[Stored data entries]
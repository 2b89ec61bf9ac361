use clap::Parser;
use colored::*;
use eyre::{Context, Result};
use log::info;
use std::fs;
use std::future::Future;
use std::path::PathBuf;
use tokio::signal::unix::{SignalKind, signal};

use drainr::daemon::Daemon;
use drainr::ipc::{DaemonResponse, IpcClient};

mod cli;
mod config;

use cli::Cli;
use cli::commands::Commands;
use config::Config;

fn setup_logging(config: &Config, verbose: bool) -> Result<()> {
    // Create log directory
    let log_dir = dirs::data_local_dir()
        .unwrap_or_else(|| PathBuf::from("."))
        .join("drainr")
        .join("logs");

    fs::create_dir_all(&log_dir).context("Failed to create log directory")?;

    let log_file = log_dir.join("drainr.log");

    // Setup env_logger with file output
    let target = Box::new(
        fs::OpenOptions::new()
            .create(true)
            .append(true)
            .open(&log_file)
            .context("Failed to open log file")?,
    );

    let level = if verbose {
        "debug"
    } else {
        config.log_level.as_deref().unwrap_or("info")
    };

    env_logger::Builder::from_env(env_logger::Env::default().default_filter_or(level))
        .target(env_logger::Target::Pipe(target))
        .init();

    info!("Logging initialized, writing to: {}", log_file.display());
    Ok(())
}

async fn run_application(cli: &Cli, config: &Config) -> Result<()> {
    info!("Starting application");

    if cli.is_verbose() {
        println!("{}", "Verbose mode enabled".yellow());
    }

    let socket = cli.socket.as_ref();
    match &cli.command {
        Commands::Serve { drain_timeout_ms } => handle_serve_command(socket, *drain_timeout_ms, config).await,
        Commands::Call { method, params } => handle_call_command(method, params.as_deref(), socket, config).await,
        Commands::Ping => handle_ping_command(socket, config).await,
        Commands::Status => handle_status_command(socket, config).await,
    }
}

/// Resolves on the first SIGINT or SIGTERM
fn shutdown_signal() -> Result<impl Future<Output = ()>> {
    let mut sigterm = signal(SignalKind::terminate()).context("Failed to install SIGTERM handler")?;
    let mut sigint = signal(SignalKind::interrupt()).context("Failed to install SIGINT handler")?;

    Ok(async move {
        tokio::select! {
            _ = sigterm.recv() => info!("Received SIGTERM"),
            _ = sigint.recv() => info!("Received SIGINT"),
        }
    })
}

async fn handle_serve_command(socket: Option<&PathBuf>, drain_timeout_ms: Option<u64>, config: &Config) -> Result<()> {
    let options = config.serve_options(socket, drain_timeout_ms);
    info!("Serving with options: {:?}", options);
    println!(
        "{} {} (drain timeout {}ms)",
        "Serving on".green(),
        options.server.socket_path.display(),
        options.drain_timeout.as_millis()
    );

    let daemon = Daemon::new(options);
    let signal = shutdown_signal()?;

    match daemon.run_until(signal).await {
        Ok(()) => {
            println!("{}", "Drained cleanly".green());
            Ok(())
        }
        Err(e) => {
            eprintln!("{} {}", "Shutdown failed:".red(), e);
            Err(e).context("Daemon did not shut down cleanly")
        }
    }
}

async fn connect(socket: Option<&PathBuf>, config: &Config) -> Result<IpcClient> {
    let client = IpcClient::new(config.client_config(socket));
    client
        .connect()
        .await
        .context(format!("Failed to connect to daemon at {}", client.socket_path().display()))?;
    Ok(client)
}

fn print_response(response: DaemonResponse) -> Result<()> {
    match response.into_result() {
        Ok(result) => {
            println!("{}", serde_json::to_string_pretty(&result)?);
            Ok(())
        }
        Err(error) => {
            eprintln!("{} {}", "Error:".red(), error);
            Err(error).context("Daemon returned an error")
        }
    }
}

async fn handle_call_command(
    method: &str,
    params: Option<&str>,
    socket: Option<&PathBuf>,
    config: &Config,
) -> Result<()> {
    let params = match params {
        Some(raw) => serde_json::from_str(raw).context("Params must be valid JSON")?,
        None => serde_json::Value::Null,
    };

    let client = connect(socket, config).await?;
    info!("Calling '{}'", method);
    let response = client.request(method, params).await?;
    client.disconnect().await?;
    print_response(response)
}

async fn handle_ping_command(socket: Option<&PathBuf>, config: &Config) -> Result<()> {
    let client = connect(socket, config).await?;
    let response = client.request_no_params(drainr::ipc::Methods::PING).await?;
    client.disconnect().await?;

    if response.is_success() {
        println!("{}", "pong".green());
        Ok(())
    } else if response.is_unavailable() {
        println!("{}", "Daemon is shutting down".yellow());
        Ok(())
    } else {
        print_response(response)
    }
}

async fn handle_status_command(socket: Option<&PathBuf>, config: &Config) -> Result<()> {
    let client = connect(socket, config).await?;
    let response = client.status().await?;
    client.disconnect().await?;

    if !response.is_success() {
        return print_response(response);
    }
    let result = response.result.unwrap_or_default();

    let active = result["active"].as_u64().unwrap_or(0);
    let draining = result["shutdown_requested"].as_bool().unwrap_or(false);
    println!("{} {}", "In flight:".cyan(), active);
    if draining {
        println!("{} {}", "State:".cyan(), "draining".yellow());
    } else {
        println!("{} {}", "State:".cyan(), "serving".green());
    }
    Ok(())
}

#[tokio::main]
async fn main() -> Result<()> {
    // Parse CLI arguments
    let cli = Cli::parse();

    // Load configuration
    let config = Config::load(cli.config.as_ref()).context("Failed to load configuration")?;

    // Setup logging at the configured level
    setup_logging(&config, cli.is_verbose()).context("Failed to setup logging")?;

    info!("Starting with config from: {:?}", cli.config);

    // Run the main application logic
    run_application(&cli, &config).await.context("Application failed")?;

    Ok(())
}
//! RAII admission guard.

use crate::drain::coordinator::Coordinator;

/// Proof that one operation was admitted. Dropping it exits the operation,
/// including during a panic unwind or when its future is dropped unfinished.
#[must_use = "dropping the guard immediately exits the tracked operation"]
#[derive(Debug)]
pub struct ActiveGuard {
    coordinator: Coordinator,
}

impl ActiveGuard {
    pub(crate) fn new(coordinator: Coordinator) -> Self {
        Self { coordinator }
    }

    /// Coordinator this guard was admitted by
    pub fn coordinator(&self) -> &Coordinator {
        &self.coordinator
    }
}

impl Drop for ActiveGuard {
    fn drop(&mut self) {
        self.coordinator.exit();
    }
}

PROBLEM -> Output the data in full, precisely as it appears above.

RESULT FOR THIS EXERCISE ->
repository 2b89ec61bf9ac361
use clap::Parser;
use colored::*;
use eyre::{Context, Result};
use log::info;
use std::fs;
use std::future::Future;
use std::path::PathBuf;
use tokio::signal::unix::{SignalKind, signal};

use drainr::daemon::Daemon;
use drainr::ipc::{DaemonResponse, IpcClient};

mod cli;
mod config;

use cli::Cli;
use cli::commands::Commands;
use config::Config;

fn setup_logging(config: &Config, verbose: bool) -> Result<()> {
    // Create log directory
    let log_dir = dirs::data_local_dir()
        .unwrap_or_else(|| PathBuf::from("."))
        .join("drainr")
        .join("logs");

    fs::create_dir_all(&log_dir).context("Failed to create log directory")?;

    let log_file = log_dir.join("drainr.log");

    // Setup env_logger with file output
    let target = Box::new(
        fs::OpenOptions::new()
            .create(true)
            .append(true)
            .open(&log_file)
            .context("Failed to open log file")?,
    );

    let level = if verbose {
        "debug"
    } else {
        config.log_level.as_deref().unwrap_or("info")
    };

    env_logger::Builder::from_env(env_logger::Env::default().default_filter_or(level))
        .target(env_logger::Target::Pipe(target))
        .init();

    info!("Logging initialized, writing to: {}", log_file.display());
    Ok(())
}

async fn run_application(cli: &Cli, config: &Config) -> Result<()> {
    info!("Starting application");

    if cli.is_verbose() {
        println!("{}", "Verbose mode enabled".yellow());
    }

    let socket = cli.socket.as_ref();
    match &cli.command {
        Commands::Serve { drain_timeout_ms } => handle_serve_command(socket, *drain_timeout_ms, config).await,
        Commands::Call { method, params } => handle_call_command(method, params.as_deref(), socket, config).await,
        Commands::Ping => handle_ping_command(socket, config).await,
        Commands::Status => handle_status_command(socket, config).await,
    }
}

/// Resolves on the first SIGINT or SIGTERM
fn shutdown_signal() -> Result<impl Future<Output = ()>> {
    let mut sigterm = signal(SignalKind::terminate()).context("Failed to install SIGTERM handler")?;
    let mut sigint = signal(SignalKind::interrupt()).context("Failed to install SIGINT handler")?;

    Ok(async move {
        tokio::select! {
            _ = sigterm.recv() => info!("Received SIGTERM"),
            _ = sigint.recv() => info!("Received SIGINT"),
        }
    })
}

async fn handle_serve_command(socket: Option<&PathBuf>, drain_timeout_ms: Option<u64>, config: &Config) -> Result<()> {
    let options = config.serve_options(socket, drain_timeout_ms);
    info!("Serving with options: {:?}", options);
    println!(
        "{} {} (drain timeout {}ms)",
        "Serving on".green(),
        options.server.socket_path.display(),
        options.drain_timeout.as_millis()
    );

    let daemon = Daemon::new(options);
    let signal = shutdown_signal()?;

    match daemon.run_until(signal).await {
        Ok(()) => {
            println!("{}", "Drained cleanly".green());
            Ok(())
        }
        Err(e) => {
            eprintln!("{} {}", "Shutdown failed:".red(), e);
            Err(e).context("Daemon did not shut down cleanly")
        }
    }
}

async fn connect(socket: Option<&PathBuf>, config: &Config) -> Result<IpcClient> {
    let client = IpcClient::new(config.client_config(socket));
    client
        .connect()
        .await
        .context(format!("Failed to connect to daemon at {}", client.socket_path().display()))?;
    Ok(client)
}

fn print_response(response: DaemonResponse) -> Result<()> {
    match response.into_result() {
        Ok(result) => {
            println!("{}", serde_json::to_string_pretty(&result)?);
            Ok(())
        }
        Err(error) => {
            eprintln!("{} {}", "Error:".red(), error);
            Err(error).context("Daemon returned an error")
        }
    }
}

async fn handle_call_command(
    method: &str,
    params: Option<&str>,
    socket: Option<&PathBuf>,
    config: &Config,
) -> Result<()> {
    let params = match params {
        Some(raw) => serde_json::from_str(raw).context("Params must be valid JSON")?,
        None => serde_json::Value::Null,
    };

    let client = connect(socket, config).await?;
    info!("Calling '{}'", method);
    let response = client.request(method, params).await?;
    client.disconnect().await?;
    print_response(response)
}

async fn handle_ping_command(socket: Option<&PathBuf>, config: &Config) -> Result<()> {
    let client = connect(socket, config).await?;
    let response = client.request_no_params(drainr::ipc::Methods::PING).await?;
    client.disconnect().await?;

    if response.is_success() {
        println!("{}", "pong".green());
        Ok(())
    } else if response.is_unavailable() {
        println!("{}", "Daemon is shutting down".yellow());
        Ok(())
    } else {
        print_response(response)
    }
}

async fn handle_status_command(socket: Option<&PathBuf>, config: &Config) -> Result<()> {
    let client = connect(socket, config).await?;
    let response = client.status().await?;
    client.disconnect().await?;

    if !response.is_success() {
        return print_response(response);
    }
    let result = response.result.unwrap_or_default();

    let active = result["active"].as_u64().unwrap_or(0);
    let draining = result["shutdown_requested"].as_bool().unwrap_or(false);
    println!("{} {}", "In flight:".cyan(), active);
    if draining {
        println!("{} {}", "State:".cyan(), "draining".yellow());
    } else {
        println!("{} {}", "State:".cyan(), "serving".green());
    }
    Ok(())
}

#[tokio::main]
async fn main() -> Result<()> {
    // Parse CLI arguments
    let cli = Cli::parse();

    // Load configuration
    let config = Config::load(cli.config.as_ref()).context("Failed to load configuration")?;

    // Setup logging at the configured level
    setup_logging(&config, cli.is_verbose()).context("Failed to setup logging")?;

    info!("Starting with config from: {:?}", cli.config);

    // Run the main application logic
    run_application(&cli, &config).await.context("Application failed")?;

    Ok(())
}
//! RAII admission guard.

use crate::drain::coordinator::Coordinator;

/// Proof that one operation was admitted. Dropping it exits the operation,
/// including during a panic unwind or when its future is dropped unfinished.
#[must_use = "dropping the guard immediately exits the tracked operation"]
#[derive(Debug)]
pub struct ActiveGuard {
    coordinator: Coordinator,
}

impl ActiveGuard {
    pub(crate) fn new(coordinator: Coordinator) -> Self {
        Self { coordinator }
    }

    /// Coordinator this guard was admitted by
    pub fn coordinator(&self) -> &Coordinator {
        &self.coordinator
    }
}

impl Drop for ActiveGuard {
    fn drop(&mut self) {
        self.coordinator.exit();
    }
}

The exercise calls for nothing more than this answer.